Egypt schedules 3-day referendum on constitutional changes


AP Photo, Alaa Abdel-Fattah, Mona Seif,People walk past a banner supporting proposed amendments to the Egyptian constitution with a poster of Egyptian President Abdel-Fattah el-Sissi in Cairo, Egypt, Tuesday, April 16, 2019. Egypt's parliament was holding its last debate Tuesday on proposed amendments to the constitution that could see President Abdel-Fattah el-Sissi remain in power until 2030. Arabic reads,
AP Photo, Alaa Abdel-Fattah, Mona Seif,People walk past a banner supporting proposed amendments to the Egyptian constitution with a poster of Egyptian President Abdel-Fattah el-Sissi in Cairo, Egypt, Tuesday, April 16, 2019. Egypt's parliament was holding its last debate Tuesday on proposed amendments to the constitution that could see President Abdel-Fattah el-Sissi remain in power until 2030. Arabic reads, "do the right thing, yes to the developments, stability and amendments to the the constitution".(AP Photo/Amr Nabil)

CAIRO (AP) — Authorities on Wednesday scheduled three days of voting in a nationwide referendum starting Saturday on proposed changes to Egypt’s constitution that could see President Abdel-Fattah el-Sissi remain in power until 2030.

Lasheen Ibrahim, chairman of the National Election Authority, said the vote will take place Saturday through Monday for voters in the country while Egyptian expatriates will vote Friday through Sunday, he said.

The vote was designated for three days apparently to maximize the turnout.

The announcement at a televised news conference in Cairo came less than 24 hours after the parliament, packed with el-Sissi’s supporters, overwhelmingly approved the proposed changes that also set to further enshrine the military’s role in politics.
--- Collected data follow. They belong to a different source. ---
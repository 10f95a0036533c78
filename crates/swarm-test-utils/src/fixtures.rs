//! Connection state fixtures for telemetry tests.
//!
//! Each function returns the `ConnectionState` a transport of that kind
//! would report once the connection is established.

use common::types::ConnectionState;

/// TCP secured with TLS, multiplexed with yamux.
#[must_use]
pub fn tcp_tls_yamux() -> ConnectionState {
    ConnectionState::new("tcp")
        .with_security("tls")
        .with_stream_multiplexer("yamux")
}

/// TCP secured with Noise, multiplexed with mplex.
#[must_use]
pub fn tcp_noise_mplex() -> ConnectionState {
    ConnectionState::new("tcp")
        .with_security("noise")
        .with_stream_multiplexer("mplex")
}

/// WebSocket secured with Noise, multiplexed with yamux.
#[must_use]
pub fn websocket_noise_yamux() -> ConnectionState {
    ConnectionState::new("websocket")
        .with_security("noise")
        .with_stream_multiplexer("yamux")
}

/// QUIC with the given transport name (e.g., "quic", "quic-v1").
///
/// Security and multiplexing are part of the QUIC handshake, so both are
/// left empty.
#[must_use]
pub fn quic(transport: &str) -> ConnectionState {
    ConnectionState::new(transport)
}

/// A transport that failed to report its name.
#[must_use]
pub fn unreported_transport() -> ConnectionState {
    ConnectionState::default()
        .with_security("tls")
        .with_stream_multiplexer("yamux")
}

/// Test connection state builder with a distinct transport name per index.
///
/// Used to give concurrent recordings distinct tag sets.
#[must_use]
pub fn numbered_transport(prefix: &str, index: usize) -> ConnectionState {
    ConnectionState::new(format!("{prefix}-{index}"))
        .with_security("tls")
        .with_stream_multiplexer("yamux")
}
Ibrahim called on voters to line up at ballot boxes across the country to give their opinion about the constitutional amendments. 

“Great people of Egypt, the nation is calling upon you to continue to build democracy and give your opinion on the constitutional amendments,” said Ibrahim, calling the vote a “national duty.” 

Addressing the country’s youth, Ibrahim urged them to take part in the vote. “Don’t hold your opinion and shut your ears to the calls of boycott,” he said.

The changes are seen by critics as another step back toward authoritarianism eight years after a pro-democracy uprising ended autocrat Hosni Mubarak’s three-decade rule, and nearly six years after el-Sissi led a popular military overthrow of the country’s first freely elected but divisive Islamist president, Mohammed Morsi, after protests against his rule.

In general terms, the amendments only extend a president’s term in office from four to six years and allow for a maximum of two terms.

But they also include a special article specific to el-Sissi that extends his current second four-year term to six years and allows him to run for another six-year term in 2024 — potentially extending his rule until 2030.

El-Sissi was elected president in 2014, and re-elected last year after all potentially serious challengers were either jailed or pressured to exit the race.

The amendments declare the military the “guardian and protector” of the Egyptian state, democracy and the constitution, while also granting military courts wider jurisdiction in trying civilians.

The vote comes as authorities have waged an unprecedented crackdown on dissent in recent years, arresting thousands of people — mostly Islamists but also prominent secular activists — and rolling back freedoms won in 2011.